Tour à tour manœuvre, ajusteur, terrassier, correcteur d’imprimerie et apiculteur, Georges Navel fut parallèlement un auteur publiant à la NRF et dans L’Humanité, un temps pressenti pour le Goncourt. Passages est un roman sur les illusions et désillusions de l’enfance et de l’adolescence. Il s’ouvre sur des descriptions poétiques et enchantées de la nature et de la vie rurale dans un petit village lorrain. On y suit les travaux quotidiens de la maisonnée pauvre des Navel, le père à l’usine et au café pour y noyer la souffrance du labeur, la mère à la cueillette et au potager avec ses treize enfants à élever. Tout cela est vu à travers les yeux innocents d’un gamin, qui dans le même temps s’émerveille des promenades aux champignons le long de la Moselle, des altiers militaires allant à cheval sous sa fenêtre, des jeux avec les papillons et les libellules près du ruisseau dans la langueur de l’été. Mais le récit signe aussi, et surtout, le passage à l’adolescence et à l’âge adulte du jeune Georges, suscitant de l’amertume et rendant plus forts la nostalgie et le souvenir de l’enfance.

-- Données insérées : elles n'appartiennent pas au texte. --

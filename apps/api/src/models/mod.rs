pub mod interview;
pub mod report;
pub mod transcript;
use anyhow::{Context, Result};

/// Application configuration loaded from environment variables.
/// Fails at startup if required variables are missing.
#[derive(Debug, Clone)]
pub struct Config {
    pub database_url: String,
    pub groq_api_key: String,
    pub port: u16,
    pub rust_log: String,
    pub db_max_connections: u32,
    /// Deadline for a single generation call. Expiry surfaces as
    /// `ServiceUnavailable` with no state mutation.
    pub llm_timeout_secs: u64,
    /// Sessions idle longer than this are evicted from the in-memory registry.
    pub session_idle_ttl_secs: u64,
}

impl Config {
    pub fn from_env() -> Result<Self> {
        dotenvy::dotenv().ok(); // load .env if present; ignore if missing

        Ok(Config {
            database_url: require_env("DATABASE_URL")?,
            groq_api_key: require_env("GROQ_API_KEY")?,
            port: std::env::var("PORT")
                .unwrap_or_else(|_| "8080".to_string())
                .parse::<u16>()
                .context("PORT must be a valid port number")?,
            rust_log: std::env::var("RUST_LOG").unwrap_or_else(|_| "info".to_string()),
            db_max_connections: std::env::var("DB_MAX_CONNECTIONS")
                .unwrap_or_else(|_| "10".to_string())
                .parse::<u32>()
                .context("DB_MAX_CONNECTIONS must be a number")?,
            llm_timeout_secs: std::env::var("LLM_TIMEOUT_SECS")
                .unwrap_or_else(|_| "30".to_string())
                .parse::<u64>()
                .context("LLM_TIMEOUT_SECS must be a number of seconds")?,
            session_idle_ttl_secs: std::env::var("SESSION_IDLE_TTL_SECS")
                .unwrap_or_else(|_| "7200".to_string())
                .parse::<u64>()
                .context("SESSION_IDLE_TTL_SECS must be a number of seconds")?,
        })
    }
}

fn require_env(key: &str) -> Result<String> {
    std::env::var(key).with_context(|| format!("Required environment variable '{key}' is not set"))
}
// Prompt constants and builders for the per-turn dialogue controller.
// Each service that needs LLM calls defines its own prompts.rs alongside it.

/// Fixed reply for every turn after the interview has ended, and for the
/// terminal turn itself (the model's own wrap-up text is discarded).
pub const CLOSING_UTTERANCE: &str =
    "Thank you for your time today! This concludes our interview. We'll be in touch soon.";

/// System prompt for every turn.
pub const TURN_SYSTEM: &str = "You are a friendly AI interviewer. \
    Always follow the structured rules and append the JSON control token \
    at the end of every reply.";

/// Builds the per-turn prompt. The model sees only the current question, the
/// next one (if any) for paraphrasing, and the candidate's utterance — never
/// the full list, its length beyond the question number, or category labels.
pub fn build_turn_prompt(
    question_number: usize,
    current_question: &str,
    next_question: Option<&str>,
    utterance: &str,
) -> String {
    let next_line = match next_question {
        Some(q) => format!("Next Question: \"{q}\"\n"),
        None => String::new(),
    };

    format!(
        r#"You are an AI interviewer. You are currently on Question {question_number} of the interview.

Current Question: "{current_question}"
{next_line}
The candidate just said: "{utterance}"

Rules:
- Speak naturally, like a human interviewer.
- Do NOT reveal that you have a predefined question list.
- If the candidate greets casually (hi, hello, etc.): greet back warmly and keep them on the same question. Do NOT advance.
- If the candidate asks you to repeat: restate the current question in your own words, never word-for-word.
- If the candidate says they don't know or similar: encourage them positively, then ask whether they want the question repeated or to move on.
- If the candidate explicitly says "move on" or similar: go to the next question.
- If the candidate gives a substantive answer: acknowledge it positively, then ask the next question paraphrased in your own words, keeping its meaning intact.
- When paraphrasing, never include metadata like [Technical] or [Behavioral] in your spoken text. Use synonyms and a conversational tone so it sounds improvised but keeps the same intent.
- Never skip a question unless the candidate explicitly asks to move on.
- NEVER return to a question that has already been covered. If the candidate asks to go back or mentions a previous question, politely refuse and continue from the current question or forward.
- If this is the last question and it has been answered: wrap up politely, thank them for their time, and do NOT ask anything further.

At the end of your reply, append exactly one JSON control token on its own line:
{{"action": "stay"}} to hold on the current question, or {{"action": "next"}} to advance."#
    )
}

Lors de la Grande Guerre, l’exaltation des premiers jours laisse peu à peu la place à une indicible peur de la mort. Son village se situant proche de la ligne de front, il observe les soldats agonisants et ce qui reste des champs de bataille. Puis il est envoyé par la Croix-Rouge, avec d’autres petits, loin du front, en Algérie : il y côtoie le monde colonial – un instituteur guindé, un gardien de prison placide – et voue une admiration aux fiers « indigènes » avec qui il ressent une proximité, peut-être de classe. Le retour se fait à Lyon, où sa famille a été évacuée, et où il apprend le métier d’ajusteur. Sur les pas de son grand frère, il fréquente le milieu anarcho-syndicaliste, suit les cours de l’université syndicale, défile pour le 1er mai derrière le drapeau noir. Esprit rebelle à toute idéologie, il mènera ensuite une vie itinérante. Déserteur du service militaire, il rejoindra l’armée républicaine dans la guerre d’Espagne en 1936.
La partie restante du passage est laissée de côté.